Handling Trapped Pigs.

“Never underestimate a feral pig. They’re like little bears,” said Botha. The aggressiveness and speed of feral pigs makes safety a priority when handling trapped feral pigs. “Pigs are really, really hard to keep contained. They’ll find a way out. I’ve seen stressed pigs escape over a 52-inch hog panel.”

Always carry a back-up gun and manage traps in pairs, Botha said. If your gun jams you have the opportunity for a second shot or the other hunter can take the shot. It’s also advisable to use an insurance shot after a pig is down. You can’t be too safe, he added

The most efficient method when approaching pigs in a trap or even open areas, is to walk straight toward the pigs from down wind. “If you steadily walk toward a pig they’ll just keep eating,” said Botha. “If you start moving sideways, like a dog, they’ll take off.” The same technique works when approaching a pig in the open. Always watch your back. Just assume there are other pigs in the immediate area.

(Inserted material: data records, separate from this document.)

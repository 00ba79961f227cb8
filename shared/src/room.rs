use thiserror::Error;

use crate::peer_id::PeerId;

/// Connection state of the underlying room transport
#[derive(Debug, Clone, Copy, PartialEq, Eq)]
pub enum RoomState {
    Connected,
    Joining,
    Disconnected,
}

/// An event delivered by the room transport, in delivery order.
///
/// Per-peer ordering is a transport guarantee the coordinator leans on:
/// datagrams from one peer arrive in the order they were sent, and a
/// peer's join is delivered before any of its datagrams (the coordinator
/// still tolerates the reverse by deferring early datagrams).
#[derive(Debug, Clone, PartialEq)]
pub enum RoomEvent {
    PeerJoined(PeerId),
    PeerLeft(PeerId),
    StateChanged(RoomState),
    Message { from: PeerId, payload: Vec<u8> },
}

/// Errors surfaced by a room transport
#[derive(Debug, Clone, PartialEq, Eq, Error)]
pub enum RoomError {
    /// The datagram could not be handed to the transport
    #[error("failed to send datagram to {target}")]
    SendFailed { target: String },
}

/// A peer-to-peer transport providing ordered, reliable per-peer
/// datagrams within a named room.
///
/// Signaling, NAT traversal, and delivery guarantees live behind this
/// seam; the coordinator only sends bytes and polls events.
pub trait Room {
    /// This peer's id within the room.
    fn my_id(&self) -> PeerId;

    /// Send a datagram to one peer, or to every other member when `to`
    /// is None. The payload must be copied if delivery is deferred.
    fn send(&mut self, to: Option<PeerId>, payload: &[u8]) -> Result<(), RoomError>;

    /// The connected peer with the lowest measured latency, if any.
    fn lowest_latency_peer(&self) -> Option<PeerId>;

    /// Poll the next pending event, in delivery order.
    fn receive(&mut self) -> Option<RoomEvent>;

    /// Leave the room. Further sends fail; no events follow.
    fn disconnect(&mut self);
}
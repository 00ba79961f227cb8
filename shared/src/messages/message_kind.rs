// An enum representing the different kinds of datagrams peers exchange.
// Every datagram is one kind byte followed by that kind's payload.

use super::error::CodecError;

#[derive(Copy, Debug, Clone, Eq, PartialEq)]
pub enum MessageKind {
    // A module function invocation tagged with its logical time stamp
    WasmCall,
    // A bare simulation-time watermark; advances pruning, executes nothing
    TimeProgressed,
    // Ask a peer to broadcast its full encoded state
    RequestState,
    // A replacement module binary (reserved)
    SetProgram,
    // A full encoded state blob for bootstrapping
    SetHeap,
    // RTT probe carrying the sender's wall-clock milliseconds
    Ping,
    // Echo of a Ping with the original timestamp copied through
    Pong,
}

impl MessageKind {
    pub const fn to_u8(self) -> u8 {
        match self {
            MessageKind::WasmCall => 0,
            MessageKind::TimeProgressed => 1,
            MessageKind::RequestState => 2,
            MessageKind::SetProgram => 3,
            MessageKind::SetHeap => 4,
            MessageKind::Ping => 5,
            MessageKind::Pong => 6,
        }
    }

    pub fn from_u8(kind: u8) -> Result<Self, CodecError> {
        match kind {
            0 => Ok(MessageKind::WasmCall),
            1 => Ok(MessageKind::TimeProgressed),
            2 => Ok(MessageKind::RequestState),
            3 => Ok(MessageKind::SetProgram),
            4 => Ok(MessageKind::SetHeap),
            5 => Ok(MessageKind::Ping),
            6 => Ok(MessageKind::Pong),
            // Malformed or malicious packets get an error, never a panic.
            _ => Err(CodecError::UnknownKind { kind }),
        }
    }
}
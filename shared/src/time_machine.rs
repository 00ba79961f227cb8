use thiserror::Error;

use crate::time::{SimTime, TimeStamp};

/// Errors surfaced by a deterministic execution engine
#[derive(Debug, Clone, PartialEq, Error)]
pub enum TimeMachineError {
    /// The engine kept no snapshot early enough to roll back to `time`
    #[error("no snapshot available at or before simulation time {time}")]
    MissingSnapshot { time: SimTime },

    /// The module trapped while executing an export
    #[error("module trapped in export {function_index}: {reason}")]
    Trap { function_index: u32, reason: String },

    /// A received heap blob could not be decoded into engine state
    #[error("malformed heap snapshot ({reason})")]
    MalformedHeap { reason: String },
}

/// A single-peer deterministic execution engine with snapshot and
/// rollback, driving one loaded module.
///
/// The coordinator treats the engine as a collaborator: it owns its own
/// history and snapshots, while the coordinator decides *when* calls
/// execute, how far time advances, and which history is safe to discard.
///
/// Implementations must order committed calls by their [`TimeStamp`]
/// regardless of arrival order, re-executing history when a call lands in
/// the past. A call whose time stamp is already present in history is a
/// duplicate delivery and must be ignored.
pub trait TimeMachine {
    /// Resolve an exported function by name.
    fn function_export_index(&self, name: &str) -> Option<u32>;

    /// Name of the export at `index`, when known.
    fn function_name(&self, index: u32) -> Option<&str>;

    /// Execute an export at the given logical time, rolling back and
    /// re-applying history as needed. `authoritative` calls commit to
    /// history; non-authoritative ones may be discarded on conflict.
    fn call_with_time_stamp(
        &mut self,
        function_index: u32,
        args: &[f64],
        time_stamp: TimeStamp,
        authoritative: bool,
    ) -> Result<(), TimeMachineError>;

    /// Execute an export speculatively and revert every effect. Useful
    /// for pure queries and rendering reads.
    fn call_and_revert(
        &mut self,
        function_index: u32,
        args: &[f64],
    ) -> Result<(), TimeMachineError>;

    /// Advance the target time by `delta_ms` without simulating.
    fn progress_time(&mut self, delta_ms: SimTime);

    /// Simulate one interval toward the target time. Returns false once
    /// the engine has caught up and no work remains.
    fn step(&mut self) -> bool;

    /// Record a snapshot at the current simulation time.
    fn take_snapshot(&mut self);

    /// Discard history strictly before `time`. A lower-bound hint: the
    /// caller already subtracts a safety cushion, and engines that
    /// snapshot on rollback may retain more.
    fn remove_history_before(&mut self, time: SimTime);

    /// The time the simulation is trying to reach.
    fn target_time(&self) -> SimTime;

    /// The time the simulation has actually reached.
    fn current_simulation_time(&self) -> SimTime;

    /// Fixed step interval in ms, or None when running variable-step.
    fn fixed_update_interval(&self) -> Option<SimTime>;

    /// Serialize the complete engine state.
    fn encode_heap(&self) -> Vec<u8>;

    /// Replace the complete engine state with a decoded heap.
    fn apply_heap(&mut self, heap: &[u8]) -> Result<(), TimeMachineError>;

    /// Read raw bytes out of module memory.
    fn read_memory(&self, address: usize, length: usize) -> Vec<u8>;

    /// Read a UTF-8 string out of module memory.
    fn read_string(&self, address: usize, length: usize) -> String;
}
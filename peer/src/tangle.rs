use log::{debug, warn};

use tangle_shared::{
    successor_of, ByteWriter, Decoder, Encoder, Message, MessageKind, PeerId, Room, RoomEvent,
    RoomState, SimTime, TimeMachine, TimeStamp, WallClock, DIVERGENCE_LIMIT_MS,
    MESSAGE_TIME_OFFSET_STEP, PRUNE_CUSHION_MS, STEP_BUDGET_RATIO,
};

use crate::call_arg::CallArg;
use crate::command::{Command, CommandQueue};
use crate::config::TangleConfig;
use crate::lifecycle::{StateChangeCallback, TangleState};
use crate::peer_table::{PeerRecord, PeerTable};

/// Name of the module export invoked when a peer departs.
const PEER_LEFT_EXPORT: &str = "peer_left";

/// A call received while a heap transfer was in flight, held for replay
/// once the heap lands.
struct BufferedCall {
    function_index: u32,
    time_stamp: TimeStamp,
    args: Vec<f64>,
}

/// The rollback-aware distributed execution coordinator.
///
/// Owns the peer table, the lifecycle, the buffered-call queue, the
/// command lane, and the outgoing send buffer; collaborates with a
/// [`TimeMachine`] for execution and a [`Room`] for transport. All
/// mutation funnels through the single command lane, so state is only
/// ever touched in one strict sequential order.
pub struct Tangle<M: TimeMachine> {
    machine: M,
    binary: Vec<u8>,
    room: Option<Box<dyn Room>>,
    room_name: String,
    accept_new_programs: bool,
    on_state_change: Option<StateChangeCallback>,
    state: TangleState,
    peers: PeerTable,
    buffered_calls: Vec<BufferedCall>,
    queue: CommandQueue,
    message_time_offset: SimTime,
    last_performance_now: Option<f64>,
    outgoing: ByteWriter,
    heap_encoder: Encoder,
    heap_decoder: Decoder,
}
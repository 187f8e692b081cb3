use std::sync::Arc;

use futures::Future;
use rand::rngs::SmallRng;
use rand::SeedableRng;
use tonic::Status;

use crate::operations::gossip::{GossipClient, GrpcGossipClient};
use crate::options::retry::RetryOptions;
use crate::selector::{Handle, NodeSelector};
use crate::ClientSettings;

#[derive(Clone)]
pub(crate) struct GrpcClient {
    selector: NodeSelector,
    gossip: Arc<dyn GossipClient>,
    connection_settings: ClientSettings,
    retry: RetryOptions,
}

impl GrpcClient {
    pub(crate) fn create(
        handle: tokio::runtime::Handle,
        connection_settings: ClientSettings,
    ) -> crate::Result<Self> {
        let gossip = Arc::new(GrpcGossipClient::new(connection_settings.clone()));

        GrpcClient::with_gossip_client(handle, connection_settings, gossip)
    }

    pub(crate) fn with_gossip_client(
        handle: tokio::runtime::Handle,
        connection_settings: ClientSettings,
        gossip: Arc<dyn GossipClient>,
    ) -> crate::Result<Self> {
        let selector = NodeSelector::with_runtime_handle(
            handle,
            connection_settings.clone(),
            gossip.clone(),
            SmallRng::from_entropy(),
        )?;

        Ok(GrpcClient {
            selector,
            gossip,
            connection_settings,
            retry: RetryOptions::default(),
        })
    }

    pub(crate) fn with_retry_options(self, retry: RetryOptions) -> Self {
        Self { retry, ..self }
    }

    /// Runs `action` against the selected node. When the node turns out to be unavailable or
    /// not the leader, the selection is updated and the action replayed, up to the retry limit.
    pub(crate) async fn execute<F, Fut, A>(&self, action: F) -> crate::Result<A>
    where
        F: Fn(Handle) -> Fut,
        Fut: Future<Output = Result<A, Status>>,
    {
        let mut attempts = 0usize;

        loop {
            debug!("Sending node selection request...");
            let handle = self.current_selected_node().await?;
            debug!("Node {} selected", handle.endpoint());

            let e = match action(handle.clone()).await {
                Ok(a) => return Ok(a),
                Err(status) => crate::Error::from_grpc(status),
            };

            handle_error(&self.selector, &handle, &e);

            if !e.is_node_failure() || attempts >= self.retry.limit {
                return Err(e);
            }

            attempts += 1;
            debug!(
                "Retrying operation on a new node. attempt {}/{}",
                attempts, self.retry.limit
            );

            tokio::time::sleep(self.retry.delay).await;
        }
    }

    pub(crate) async fn current_selected_node(&self) -> crate::Result<Handle> {
        self.selector.select().await
    }

    pub(crate) fn selector(&self) -> &NodeSelector {
        &self.selector
    }

    pub(crate) fn gossip(&self) -> &dyn GossipClient {
        self.gossip.as_ref()
    }

    pub(crate) fn connection_settings(&self) -> &ClientSettings {
        &self.connection_settings
    }
}

pub(crate) fn handle_error(selector: &NodeSelector, handle: &Handle, err: &crate::Error) {
    if let crate::Error::ServerError(ref message) = err {
        error!(
            "Current selected EventStoreDB node gone unavailable. Starting node selection process: {}",
            message
        );

        selector.invalidate(handle);
    } else if let crate::Error::NotLeaderException(ref leader) = err {
        selector.redirect(handle, leader.clone());

        warn!(
            "NotLeaderException found. Start reconnection process on: {}",
            leader
        );
    } else if let crate::Error::Grpc(ref status) = err {
        debug!(
            "Operation unexpected error: code: {}, message: {}",
            status.code(),
            status.message()
        );
    }
}
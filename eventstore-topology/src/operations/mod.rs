pub(crate) mod gossip;

pub use gossip::{GossipClient, GossipError, GrpcGossipClient, MemberInfo, VNodeState};
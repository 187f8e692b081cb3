pub mod gossip {
    pub use super::super::generated::gossip::*;
}

pub mod shared {
    pub use super::super::generated::shared::*;
}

Always use extreme caution when handling feral pigs to avoid being exposed to hog brucellosis, which in humans causes flu-like symptoms, is incurable and fatal. “There’s danger from field to freezer,” said Botha. Precautions include avoiding handling or cleaning pigs if you have cuts or sores on your hands, always wearing gloves (such as big game gut gloves), avoiding all contact with bodily fluids and the pigs’ reproductive organs and washing your hands immediately after you’ve finished handling pigs.

Cooking the meat thoroughly kills the bacteria, making the meat safe for consumption. “We donate 90 percent of the pigs killed to very eager recipients,” said Botha.


 

Reproduction

  • Sex is the predominant drive in boars, taking precedence over food. (Could this be the origin of the phrase “men are pigs”?)
  • Sows come into heat year-round in Hawaii.
  • Gestation is 115 days — three months, three weeks and three days.
  • Litters of 4-8 piglets are born in a ground nest build by the sow.
  • The survival rate of piglets is high due to the absence of predators.
  • Only a few days after birth, piglets follow the sow and begin eating solid food and are weaned at eight weeks, at which time they are referred to as shoats.
  • Shoats can begin breeding at 6-8 months and as early as five months in Hawaii.
  • Peak birthing in Hawaii coincides with the availability of food.


 

Business Opportunity.

“There’s very little competition in managing feral pigs and the problem is increasing,” said Botha. “This is a great time to get into the business, because it’s a problem that will likely spread nationwide. Although, in some states the only legal entity that does hog control is USDA Wildlife Services, but they’ve had only limited success.

“Feral hog management is a great opportunity to provide a valuable service and grow recurring revenue,” said Botha. “Pest management companies that expand into wildlife management are providing a valuable solution to an increasing problem for farmers and homeowners.” Adding feral pig management is fairly easy for companies with an existing wildlife program. You’ll need a tough hunter and essential equipment. Hunter education, state licenses and gun safety training documentation all must be considered when creating any wildlife management program.
 

 

The social life of a pig

  • All pigs are social and the life of a feral pig is no different.
  • A sounder consists of a sow and her piglets.
  • There are clearly defined roles and interactions among a sounder. The fight for dominance begins only days after birth. The pecking order is fixed for life.
  • Boars tend to be loners, spending about 70 percent of their time alone, compared to sows, which spend more than that with their piglets.

 

 

Dan Austin is a Florida-based freelance writer.